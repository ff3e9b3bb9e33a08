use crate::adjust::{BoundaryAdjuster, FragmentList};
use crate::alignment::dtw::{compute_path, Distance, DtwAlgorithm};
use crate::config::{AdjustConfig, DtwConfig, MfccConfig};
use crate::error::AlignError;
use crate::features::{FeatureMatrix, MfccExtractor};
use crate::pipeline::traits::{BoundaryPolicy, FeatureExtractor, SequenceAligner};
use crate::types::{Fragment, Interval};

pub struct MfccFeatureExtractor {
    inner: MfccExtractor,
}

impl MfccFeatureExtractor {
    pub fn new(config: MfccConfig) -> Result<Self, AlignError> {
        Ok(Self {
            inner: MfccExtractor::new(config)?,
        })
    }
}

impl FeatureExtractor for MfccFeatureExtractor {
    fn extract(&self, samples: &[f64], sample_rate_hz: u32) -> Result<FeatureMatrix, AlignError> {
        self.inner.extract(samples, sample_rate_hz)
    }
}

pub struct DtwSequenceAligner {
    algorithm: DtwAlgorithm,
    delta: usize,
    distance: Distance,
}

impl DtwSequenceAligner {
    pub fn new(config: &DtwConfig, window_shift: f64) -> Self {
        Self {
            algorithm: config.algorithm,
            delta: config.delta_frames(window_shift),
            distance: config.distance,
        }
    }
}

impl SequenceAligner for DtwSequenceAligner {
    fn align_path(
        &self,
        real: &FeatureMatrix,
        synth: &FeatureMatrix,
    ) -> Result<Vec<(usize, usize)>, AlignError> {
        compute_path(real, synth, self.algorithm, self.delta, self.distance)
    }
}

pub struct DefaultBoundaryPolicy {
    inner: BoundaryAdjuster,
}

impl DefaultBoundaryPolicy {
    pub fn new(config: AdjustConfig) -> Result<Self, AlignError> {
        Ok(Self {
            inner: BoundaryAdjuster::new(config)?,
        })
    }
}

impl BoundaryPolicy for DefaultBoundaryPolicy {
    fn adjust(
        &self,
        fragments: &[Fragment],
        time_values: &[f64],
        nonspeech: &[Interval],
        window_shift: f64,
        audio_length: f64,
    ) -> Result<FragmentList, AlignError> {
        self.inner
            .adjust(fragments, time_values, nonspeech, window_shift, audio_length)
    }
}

§ **BRIEF**: Copy out each line of the listing that holds "DtwAlgorithm".

§ **ANSWER SECTION**:
use crate::alignment::dtw::{compute_path, Distance, DtwAlgorithm};
    algorithm: DtwAlgorithm,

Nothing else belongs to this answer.